Damon Leigh

Personal information
- Born: Damon Bradley Leigh, Greater Manchester, UK

Professional wrestling career
- Ring name(s): Damon Leigh DDL
- Billed height: 6 ft 2 in (1.88 m)
- Billed weight: 234 lb (106 kg)
- Billed from: Leigh, Greater Manchester, UK
- Trained by: Alex Shane Chris Hero Robbie Brookside
- Debut: 2001

= Damon Leigh =

English professional wrestler

Damon Bradley is an English professional wrestler, better known by his ring name, "Deadly" Damon Leigh.

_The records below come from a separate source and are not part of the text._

//! The `pickbest` command.

use anyhow::Context;
use clap::*;
use log::{info, warn};
use std::io::IsTerminal;

use polishpick::libs::error::PolishError;
use polishpick::libs::group::DEFAULT_CAPACITY;
use polishpick::libs::report::ReportMode;
use polishpick::libs::select::Tolerance;
use polishpick::libs::stream::{pick_best_stream, PickOptions};

pub fn make_command() -> Command {
    Command::new("pickbest")
        .version(crate_version!())
        .author(crate_authors!())
        .about("Pick the best polish(es) of each query")
        .color(ColorChoice::Auto)
        .after_help(
            r###"
Polishes must be grouped by query id (estID). For each query, the polish with the
best percent identity, number of matches and number of exons is kept; equally good
polishes are all kept.

* --ests: 10 matches of slack when trading matches for exons (default)
* --mrna: 15 matches of slack
* --validate: print every polish as a one-line summary, the best ones marked
  with `*`, under a line naming the rule that decided

Legacy single-dash options are accepted too: -n <count>, -mrna,
-ests and -validate. Unknown options are reported and ignored.

Examples:
  pickbest < in.polish > out.polish
  pickbest -mrna -validate < in.polish
  pickbest --mrna in.polish.gz -o out.polish

"###,
        )
        .arg(
            Arg::new("infile")
                .help("Input polishes. [stdin] for standard input")
                .default_value("stdin")
                .index(1),
        )
        .arg(
            Arg::new("outfile")
                .short('o')
                .long("outfile")
                .num_args(1)
                .default_value("stdout")
                .help("Output filename. [stdout] for screen"),
        )
        .arg(
            Arg::new("capacity")
                .long("capacity")
                .num_args(1)
                .value_parser(value_parser!(usize))
                .help("Initial number of polishes buffered per query, grows as needed [default: 65536]"),
        )
        .arg(
            Arg::new("mrna")
                .long("mrna")
                .action(ArgAction::SetTrue)
                .overrides_with("ests")
                .help("Use the larger match slack for mRNAs"),
        )
        .arg(
            Arg::new("ests")
                .long("ests")
                .action(ArgAction::SetTrue)
                .overrides_with("mrna")
                .help("Use the smaller match slack for ESTs"),
        )
        .arg(
            Arg::new("validate")
                .long("validate")
                .action(ArgAction::SetTrue)
                .help("Report all polishes, marking the best ones"),
        )
}

/// Turn legacy single-dash options into their long forms and
/// drop unknown options with a warning. The first element is the program name.
///
/// Only the first two characters of a legacy option are looked at, so `-m`
/// and `-mrna` are the same option.
pub fn normalize_args<I: IntoIterator<Item = String>>(cmd: &Command, args: I) -> Vec<String> {
    let mut longs: Vec<String> = vec!["--help".to_string(), "--version".to_string()];
    let mut shorts: Vec<String> = vec!["-h".to_string(), "-V".to_string()];
    let mut with_value: Vec<String> = vec![];

    for arg in cmd.get_arguments() {
        let takes_value = arg.get_action().takes_values();
        if let Some(long) = arg.get_long() {
            longs.push(format!("--{}", long));
            if takes_value {
                with_value.push(format!("--{}", long));
            }
        }
        if let Some(short) = arg.get_short() {
            shorts.push(format!("-{}", short));
            if takes_value {
                with_value.push(format!("-{}", short));
            }
        }
    }

    let mut iter = args.into_iter();
    let mut normalized: Vec<String> = iter.next().into_iter().collect();
    let mut expect_value = false;

    for arg in iter {
        if expect_value {
            expect_value = false;
            normalized.push(arg);
            continue;
        }

        if !arg.starts_with('-') || arg == "-" {
            normalized.push(arg);
            continue;
        }

        if arg.starts_with("--") {
            let name = arg.split('=').next().unwrap_or_default();
            if longs.iter().any(|l| l == name) {
                expect_value = with_value.iter().any(|l| l == name) && !arg.contains('=');
                normalized.push(arg);
            } else {
                warn!("unknown option: {}", arg);
            }
            continue;
        }

        if shorts.contains(&arg) {
            expect_value = with_value.contains(&arg);
            normalized.push(arg);
            continue;
        }

        let legacy = match arg.get(..2) {
            Some("-n") => Some("--capacity"),
            Some("-m") => Some("--mrna"),
            Some("-e") => Some("--ests"),
            Some("-v") => Some("--validate"),
            _ => None,
        };
        match legacy {
            Some(long) => {
                expect_value = long == "--capacity";
                normalized.push(long.to_string());
            }
            None => warn!("unknown option: {}", arg),
        }
    }

    normalized
}

pub fn execute(args: &ArgMatches) -> anyhow::Result<()> {
    //----------------------------
    // Args
    //----------------------------
    let infile = args.get_one::<String>("infile").unwrap();
    let outfile = args.get_one::<String>("outfile").unwrap();

    let opt = PickOptions {
        tolerance: if args.get_flag("mrna") {
            Tolerance::mrna()
        } else {
            Tolerance::ests()
        },
        mode: if args.get_flag("validate") {
            ReportMode::Validate
        } else {
            ReportMode::Normal
        },
        capacity: args
            .get_one::<usize>("capacity")
            .copied()
            .unwrap_or(DEFAULT_CAPACITY),
    };

    if infile == "stdin" && std::io::stdin().is_terminal() {
        eprintln!("{}", make_command().render_usage());
        return Err(PolishError::Terminal.into());
    }

    //----------------------------
    // Ops
    //----------------------------
    let reader = polishpick::reader(infile)?;
    let writer = polishpick::writer(outfile)?;

    let summary = pick_best_stream(reader, writer, &opt)
        .with_context(|| format!("failed to pick best polishes from {}", infile))?;

    info!(
        "{} queries, {} polishes read, {} picked",
        summary.queries, summary.polishes, summary.written
    );

    Ok(())
}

==Professional wrestling career==
Bradley first became involved in British wrestling when he joined NPWA to begin his training with Steve Starr and FaHrenheit. It was there where he met and helped to train tag team partner and longtime friend Joey Hayes and also first encountered longtime rival Heresy. Other students at the gym at that time were Roxi and TJ Cain.

Along with many of his peers from NPWA, Bradley moved on to become part of Grand Pro Wrestling (GPW). He was one of the wrestlers on GPW's roster when the promotion first opened. During his time with the company, he has held the GPW British Championship on four occasions, feuding with such wrestlers as Alex Shane over the title. Bradley started making appearances all round the UK wrestling scene for All Star Wrestling and Frontier Wrestling. In more recent times he has travelled across Europe to wrestle for Westside Xtreme Wrestling in Germany and Dutch Championship Wrestling in the Netherlands, as well as XWA and FutureShock Wrestling in the North West.

Away from shows he has also played an instrumental part in helping to train a lot of the current British wrestlers from the North West, including Joey Hayes, Danny Hope, CJ Banks, Juggernaut and many others.

Damon is also credited with being an instrumental part in the running of GPW, turning his hand to promoting shows for a number of months during 2004 - 2005 and then helping out behind the scenes.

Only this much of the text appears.